A quick peek inside his throat tells doctors a little bit about the type of sleep apnea that keeps Cary Akyoshi of Monterey Park from getting a good night's rest.

"In the middle of the night I would wake up and I would gasp, feeling like I was going to suffocate or something," Akyoshi said.

The snoring also made it hard for his wife to sleep nearby.

"I know it's bad because she's not around," he said.

Besides snoring, a sleep study showed that Akyoshi chokes and gasps for air. Oral appliances like a bite guard don't work for him, and he can't tolerate using a CPAP machine, and he didn't want major surgery.

So as an alternative, he's opting for something new called upper airway stimulation.

"It's a much easier recovery compared to some of the other procedures I perform," said Dr. Eric Kezirian of USC's Keck Hospital.

Kezirian is the first in Los Angles to offer the Inspire device.

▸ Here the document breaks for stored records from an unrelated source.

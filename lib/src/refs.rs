// Copyright 2025 The Strata Authors
//
// Licensed under the Apache License, Version 2.0 (the "License");
// you may not use this file except in compliance with the License.
// You may obtain a copy of the License at
//
// https://www.apache.org/licenses/LICENSE-2.0
//
// Unless required by applicable law or agreed to in writing, software
// distributed under the License is distributed on an "AS IS" BASIS,
// WITHOUT WARRANTIES OR CONDITIONS OF ANY KIND, either express or implied.
// See the License for the specific language governing permissions and
// limitations under the License.

#![expect(missing_docs)]

//! Named references: bookmarks and tags.
//!
//! Bookmarks are mutable per-name pointers, either local or qualified by a
//! remote (`remote/name`). Tags are immutable: create and delete only.

use std::collections::BTreeMap;

use globset::GlobBuilder;
use serde::Deserialize;
use serde::Serialize;

use crate::backend::ChangeId;
use crate::error::RepoError;
use crate::error::RepoResult;

pub const BOOKMARKS_FORMAT_VERSION: u32 = 1;

/// Checks a bookmark or tag name against the ref-name rules: non-empty, no
/// whitespace or any of `* ~ ^ : ? [ ] \`, no `..` or `//`, must not start
/// or end with `.`, must not end with `.lock`.
pub fn is_valid_ref_name(name: &str) -> bool {
    !name.is_empty()
        && !name
            .chars()
            .any(|c| c.is_whitespace() || "*~^:?[]\\".contains(c))
        && !name.contains("..")
        && !name.contains("//")
        && !name.starts_with('.')
        && !name.ends_with('.')
        && !name.ends_with(".lock")
}

fn validate_bookmark_name(name: &str) -> RepoResult<()> {
    if is_valid_ref_name(name) {
        Ok(())
    } else {
        Err(RepoError::InvalidBookmarkName {
            name: name.to_string(),
        })
    }
}

fn validate_tag_name(name: &str) -> RepoResult<()> {
    if is_valid_ref_name(name) {
        Ok(())
    } else {
        Err(RepoError::InvalidTagName {
            name: name.to_string(),
        })
    }
}

fn glob_matcher(pattern: &str) -> RepoResult<globset::GlobMatcher> {
    let glob = GlobBuilder::new(pattern)
        .literal_separator(false)
        .build()
        .map_err(|err| RepoError::InvalidArgument {
            message: format!("Invalid pattern {pattern:?}: {err}"),
        })?;
    Ok(glob.compile_matcher())
}

/// A bookmark as returned by `list()`: remote entries come qualified as
/// `remote/name`.
#[derive(Clone, Debug, Eq, PartialEq)]
pub struct BookmarkEntry {
    pub name: String,
    pub target: ChangeId,
    pub remote: Option<String>,
}

/// On-disk form of the bookmark store.
#[derive(Debug, Default, Deserialize, Serialize)]
#[serde(rename_all = "camelCase")]
pub struct BookmarksRecord {
    pub version: u32,
    pub local: BTreeMap<String, ChangeId>,
    pub remote: BTreeMap<String, BTreeMap<String, ChangeId>>,
    #[serde(default)]
    pub tracked: BTreeMap<String, bool>,
}

#[derive(Clone, Debug, Default)]
pub struct BookmarkStore {
    local: BTreeMap<String, ChangeId>,
    remote: BTreeMap<String, BTreeMap<String, ChangeId>>,
    tracked: BTreeMap<String, bool>,
}

impl BookmarkStore {
    pub fn new() -> Self {
        Self::default()
    }

    pub fn from_record(record: BookmarksRecord) -> Self {
        Self {
            local: record.local,
            remote: record.remote,
            tracked: record.tracked,
        }
    }

    pub fn to_record(&self) -> BookmarksRecord {
        BookmarksRecord {
            version: BOOKMARKS_FORMAT_VERSION,
            local: self.local.clone(),
            remote: self.remote.clone(),
            tracked: self.tracked.clone(),
        }
    }

    /// Creates a new local bookmark. Fails if the name is taken.
    pub fn set(&mut self, name: &str, target: ChangeId) -> RepoResult<()> {
        validate_bookmark_name(name)?;
        if self.local.contains_key(name) {
            return Err(RepoError::BookmarkExists {
                name: name.to_string(),
            });
        }
        self.local.insert(name.to_string(), target);
        Ok(())
    }

    /// Moves an existing local bookmark. Fails if the name does not exist.
    pub fn move_to(&mut self, name: &str, target: ChangeId) -> RepoResult<()> {
        let slot = self
            .local
            .get_mut(name)
            .ok_or_else(|| RepoError::BookmarkNotFound {
                name: name.to_string(),
            })?;
        *slot = target;
        Ok(())
    }

    pub fn delete(&mut self, name: &str) -> RepoResult<()> {
        self.local
            .remove(name)
            .map(|_| ())
            .ok_or_else(|| RepoError::BookmarkNotFound {
                name: name.to_string(),
            })
    }

    pub fn get(&self, name: &str) -> Option<&ChangeId> {
        self.local.get(name)
    }

    pub fn local_bookmarks(&self) -> &BTreeMap<String, ChangeId> {
        &self.local
    }

    pub fn remote_bookmarks(&self) -> &BTreeMap<String, BTreeMap<String, ChangeId>> {
        &self.remote
    }

    /// Records a remote bookmark observed by fetch. Remote names are not
    /// user input, but the bookmark's own name still has to be valid.
    pub fn set_remote(&mut self, remote: &str, name: &str, target: ChangeId) -> RepoResult<()> {
        validate_bookmark_name(name)?;
        self.remote
            .entry(remote.to_string())
            .or_default()
            .insert(name.to_string(), target);
        Ok(())
    }

    pub fn get_remote(&self, remote: &str, name: &str) -> Option<&ChangeId> {
        self.remote.get(remote)?.get(name)
    }

    /// Replaces all local and remote entries. Used by undo to restore a
    /// recorded view.
    pub fn restore(
        &mut self,
        local: BTreeMap<String, ChangeId>,
        remote: BTreeMap<String, BTreeMap<String, ChangeId>>,
    ) {
        self.local = local;
        self.remote = remote;
    }

    /// Flat listing: local entries first, then remote entries qualified as
    /// `remote/name`.
    pub fn list(&self) -> Vec<BookmarkEntry> {
        let local = self.local.iter().map(|(name, target)| BookmarkEntry {
            name: name.clone(),
            target: target.clone(),
            remote: None,
        });
        let remote = self.remote.iter().flat_map(|(remote, bookmarks)| {
            bookmarks.iter().map(move |(name, target)| BookmarkEntry {
                name: format!("{remote}/{name}"),
                target: target.clone(),
                remote: Some(remote.clone()),
            })
        });
        local.chain(remote).collect()
    }

    /// Targets of local bookmarks whose name matches `pattern` (all local
    /// bookmarks if `None`).
    pub fn matching(&self, pattern: Option<&str>) -> RepoResult<Vec<(&str, &ChangeId)>> {
        let matcher = pattern.map(glob_matcher).transpose()?;
        Ok(self
            .local
            .iter()
            .filter(|(name, _)| {
                matcher
                    .as_ref()
                    .is_none_or(|matcher| matcher.is_match(name.as_str()))
            })
            .map(|(name, target)| (name.as_str(), target))
            .collect())
    }
}

/// On-disk form of the tag store: a plain name-to-change mapping.
pub type TagsRecord = BTreeMap<String, ChangeId>;

#[derive(Clone, Debug, Default)]
pub struct TagStore {
    tags: BTreeMap<String, ChangeId>,
}

impl TagStore {
    pub fn new() -> Self {
        Self::default()
    }

    pub fn from_record(record: TagsRecord) -> Self {
        Self { tags: record }
    }

    pub fn to_record(&self) -> TagsRecord {
        self.tags.clone()
    }

    /// Creates a tag. Tags are immutable: creating over an existing name
    /// fails, there is no move.
    pub fn create(&mut self, name: &str, target: ChangeId) -> RepoResult<()> {
        validate_tag_name(name)?;
        if self.tags.contains_key(name) {
            return Err(RepoError::TagExists {
                name: name.to_string(),
            });
        }
        self.tags.insert(name.to_string(), target);
        Ok(())
    }

    pub fn delete(&mut self, name: &str) -> RepoResult<()> {
        self.tags
            .remove(name)
            .map(|_| ())
            .ok_or_else(|| RepoError::TagNotFound {
                name: name.to_string(),
            })
    }

    pub fn get(&self, name: &str) -> Option<&ChangeId> {
        self.tags.get(name)
    }

    /// Tags whose name matches `pattern` (all tags if `None`).
    pub fn list(&self, pattern: Option<&str>) -> RepoResult<Vec<(&str, &ChangeId)>> {
        let matcher = pattern.map(glob_matcher).transpose()?;
        Ok(self
            .tags
            .iter()
            .filter(|(name, _)| {
                matcher
                    .as_ref()
                    .is_none_or(|matcher| matcher.is_match(name.as_str()))
            })
            .map(|(name, target)| (name.as_str(), target))
            .collect())
    }
}
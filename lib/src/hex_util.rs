// Copyright 2025 The Strata Authors
//
// Licensed under the Apache License, Version 2.0 (the "License");
// you may not use this file except in compliance with the License.
// You may obtain a copy of the License at
//
// https://www.apache.org/licenses/LICENSE-2.0
//
// Unless required by applicable law or agreed to in writing, software
// distributed under the License is distributed on an "AS IS" BASIS,
// WITHOUT WARRANTIES OR CONDITIONS OF ANY KIND, either express or implied.
// See the License for the specific language governing permissions and
// limitations under the License.

#![expect(missing_docs)]

//! Hex string helpers.

fn hex_value(b: u8) -> Option<u8> {
    match b {
        b'0'..=b'9' => Some(b - b'0'),
        b'a'..=b'f' => Some(b - b'a' + 10),
        b'A'..=b'F' => Some(b - b'A' + 10),
        _ => None,
    }
}

/// Decodes `hex` as lowercase/uppercase hex string.
pub fn decode_hex(hex: impl AsRef<[u8]>) -> Option<Vec<u8>> {
    let hex = hex.as_ref();
    if hex.len() % 2 != 0 {
        return None;
    }
    let (decoded, _) = decode_hex_prefix(hex)?;
    Some(decoded)
}

/// Decodes `hex` as hex string prefix. The output may have odd-length byte,
/// in which case the lower 4 bits of the last byte are zero-filled. Returns
/// `(bytes, has_odd_byte)`.
pub fn decode_hex_prefix(hex: impl AsRef<[u8]>) -> Option<(Vec<u8>, bool)> {
    let hex = hex.as_ref();
    let mut decoded = Vec::with_capacity(usize::div_ceil(hex.len(), 2));
    let mut chunks = hex.chunks_exact(2);
    for chunk in &mut chunks {
        let [hi, lo] = chunk.try_into().unwrap();
        decoded.push(hex_value(hi)? << 4 | hex_value(lo)?);
    }
    if let &[hi] = chunks.remainder() {
        decoded.push(hex_value(hi)? << 4);
        Some((decoded, true))
    } else {
        Some((decoded, false))
    }
}

/// Encodes `data` as lowercase hex string.
pub fn encode_hex(data: &[u8]) -> String {
    const HEX_CHARS: &[u8; 16] = b"0123456789abcdef";
    let encoded = data
        .iter()
        .flat_map(|b| [HEX_CHARS[usize::from(b >> 4)], HEX_CHARS[usize::from(b & 0xf)]])
        .collect();
    String::from_utf8(encoded).unwrap()
}

/// Serde adapter storing `Vec<u8>` as a lowercase hex string. Persisted
/// records are JSON, which cannot hold raw bytes.
pub mod serde_hex {
    use serde::Deserialize as _;
    use serde::Deserializer;
    use serde::Serializer;
    use serde::de::Error as _;

    pub fn serialize<S: Serializer>(data: &[u8], serializer: S) -> Result<S::Ok, S::Error> {
        serializer.serialize_str(&super::encode_hex(data))
    }

    pub fn deserialize<'de, D: Deserializer<'de>>(deserializer: D) -> Result<Vec<u8>, D::Error> {
        let hex = String::deserialize(deserializer)?;
        super::decode_hex(&hex).ok_or_else(|| D::Error::custom("invalid hex string"))
    }
}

"The idea is that you move the tongue forward, and in many patients you also move the soft palate forward, the roof of the mouth forward, really opening up the entire throat," Kezirian explained.

The device stimulates the nerve that controls tongue movement, moving it back when a person breathes in. It knows when you take a breath because another wire senses your lung's movement.

The device is surgically implanted on the pectoral muscle, and the wires go underneath the skin near the neck and chest. Aside from a little bulge, you won't even know it's there.

Healing takes a month, then the device can be activated, but it's only turned on when a patient sleeps. Studies show upper airway stimulation can be very effective with a less than 2 percent risk of side effects.

People with a certain form of apnea are not candidates for the procedure. This can be determined during a doctor's visit.

Akyoshi says it's a more attractive option than tonsil removal. He's hoping to finally get a good night's sleep and keep his wife happy.

"Waking up and not finding my wife gone," he said.